Per la prima volta giovedì 16 ottobre alle ore 21:00 andrà in scena al Teatro Golden di Roma lo spettacolo su Frida: Frida Magdalena Carmen Frida Khalo y Calderon. Uno spettacolo scritto e diretto dall’attrice romana teatrale Jessica Ferro, con la voce di Luca Ward; tra episodi e racconti si porterà in scena il ritratto della celebre artista messicana, simbolo della cultura contemporanea del 900. Tra rivoluzionari pensieri anticonformisti lo spettacolo verterà sul ruolo della donna, che ha ispirato movimenti femministi e non solo.
Nota a tutti come pittrice messicana, dalla peculiare estetica, con i capelli lunghi e neri, come il colore delle caratteristiche sopracciglia unite, nel cosiddetto monociglio.
Una donna che al suo interno tiene al riparo dall’esterno un mondo fragile, fato di apparente sicurezza. vicende della vita che l’hanno segnata; l’amore per Diego, uomo incontrollabile e indomabile. Un Diego morso dalle sue stesse insicurezze che, sulla scena, prende vita in due differenti interpretazioni per mostrarne le molteplici personalità che lo abitano.
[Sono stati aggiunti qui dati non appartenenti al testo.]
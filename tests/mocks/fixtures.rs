//! Sample registry served from memory

use serde_json::json;
use skychart::{chrono, MemorySource};

fn ibc_channel(
	channel_1: &str,
	channel_2: &str,
	port: &str,
	tags: serde_json::Value,
) -> serde_json::Value {
	json!({
		"chain-1": {"channel-id": channel_1, "port-id": port},
		"chain-2": {"channel-id": channel_2, "port-id": port},
		"ordering": "unordered",
		"version": "ics20-1",
		"tags": tags
	})
}

/// Three mainnet chains, one testnet and two IBC paths
///
/// `juno` has no asset list. `juno-osmosis` has a preferred transfer channel
/// and a killed wasm channel.
#[allow(dead_code)]
pub fn sample_registry() -> MemorySource {
	let source = MemorySource::new();

	source.insert_file(
		"cosmoshub/chain.json",
		json!({
			"$schema": "../chain.schema.json",
			"chain_name": "cosmoshub",
			"status": "live",
			"network_type": "mainnet",
			"pretty_name": "Cosmos Hub",
			"chain_id": "cosmoshub-4",
			"bech32_prefix": "cosmos",
			"daemon_name": "gaiad",
			"node_home": "$HOME/.gaia",
			"slip44": 118,
			"apis": {
				"rpc": [{"address": "https://rpc.cosmos.network", "provider": "cosmos"}],
				"grpc": [{"address": "grpc.cosmos.network:443"}],
				"rest": [
					{"address": "https://lcd.cosmos.network", "provider": "cosmos"},
					{"address": "https://rest.cosmos.directory/cosmoshub"}
				]
			},
			"peers": {
				"seeds": [{"id": "ade4d8bc8cbe014af6ebdf3cb7b1e9ad36f412c0", "address": "seeds.polkachu.com:14956"}],
				"persistent_peers": [{"id": "ee27245d88c632a556cf72cc7f3587380c09b469", "address": "45.79.249.253:26656"}]
			}
		})
		.to_string(),
	);
	source.insert_file(
		"cosmoshub/assetlist.json",
		json!({
			"chain_name": "cosmoshub",
			"chain_id": "cosmoshub-4",
			"assets": [{
				"description": "The native staking and governance token of the Cosmos Hub.",
				"denom_units": [{"denom": "uatom", "exponent": 0}, {"denom": "atom", "exponent": 6}],
				"base": "uatom",
				"name": "Cosmos Hub Atom",
				"display": "atom",
				"symbol": "ATOM",
				"logo_URIs": {"png": "https://example.org/atom.png"},
				"coingecko_id": "cosmos"
			}]
		})
		.to_string(),
	);

	source.insert_file(
		"osmosis/chain.json",
		json!({"chain_name": "osmosis", "chain_id": "osmosis-1", "pretty_name": "Osmosis"})
			.to_string(),
	);
	source.insert_file(
		"osmosis/assetlist.json",
		json!({
			"chain_name": "osmosis",
			"chain_id": "osmosis-1",
			"assets": [
				{"base": "uosmo", "display": "osmo", "symbol": "OSMO"},
				{"base": "uion", "display": "ion", "symbol": "ION"}
			]
		})
		.to_string(),
	);

	source.insert_file(
		"juno/chain.json",
		json!({"chain_name": "juno", "chain_id": "juno-1"}).to_string(),
	);

	source.insert_file(
		"testnets/osmosistestnet/chain.json",
		json!({"chain_name": "osmosistestnet", "chain_id": "osmo-test-5"}).to_string(),
	);

	source.insert_file(
		"_IBC/cosmoshub-osmosis.json",
		json!({
			"chain-1": {"chain-name": "cosmoshub", "client-id": "07-tendermint-259", "connection-id": "connection-257"},
			"chain-2": {"chain-name": "osmosis", "client-id": "07-tendermint-1", "connection-id": "connection-1"},
			"channels": [ibc_channel(
				"channel-141",
				"channel-0",
				"transfer",
				json!({"status": "live", "preferred": true, "dex": "osmosis"})
			)]
		})
		.to_string(),
	);
	source.insert_file(
		"_IBC/juno-osmosis.json",
		json!({
			"chain-1": {"chain-name": "juno", "client-id": "07-tendermint-0", "connection-id": "connection-0"},
			"chain-2": {"chain-name": "osmosis", "client-id": "07-tendermint-1457", "connection-id": "connection-1142"},
			"channels": [
				ibc_channel(
					"channel-0",
					"channel-42",
					"transfer",
					json!({"status": "live", "preferred": true, "dex": "osmosis"})
				),
				ibc_channel(
					"channel-47",
					"channel-169",
					"wasm.juno1v4887y83d6g28puzvt8cl0f3cdhd3y6y9mpysnsp3k8krdm7l6jqgm0rkn",
					json!({"status": "killed", "preferred": false, "properties": "cw20"})
				)
			]
		})
		.to_string(),
	);

	source.insert_file("README.md", "# Chain Registry");
	source.add_commit("3f2c1a9", chrono::Utc::now() - chrono::Duration::hours(1));

	source
}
Donna ribelle e amata per questo.
Le fotografie dell’amica Lucienne sono esempio materiale della tanto complessa quanto meravigliosa storia di Frida.
Immortalata da uno dei più grandi fotografi Nickolas Muray, fotografo ungherese di grande talento, è noto soprattutto per le sue fotografie a colori di Frida Kahlo. La loro relazione, che andava oltre la semplice amicizia, si riflette nelle immagini che Muray scattava, rivelando un’intimità e una comprensione profonda dell’artista.
Presenti alla prima dello spettacolo di giovedì 16 ottobre Eleonora Brown, la figlia della famosa Ciociara con Sophia Loren, Paolo Celli, e l’Ambasciatore del Messico in Italia Carlo Garcia de Alba. Madrina speciale dello spettacolo l’attrice Brigitta Boccoli, e al termine della pièce si esibiranno i Mariachi Roma con tutto il loro autentico folklore messicano. Durante la loro esibizione verranno proiettate delle foto di Lucienne BLOCH, amica e fotografa di Frida.
Materiale concesso dalla nipote Lucienne Allen Bloch.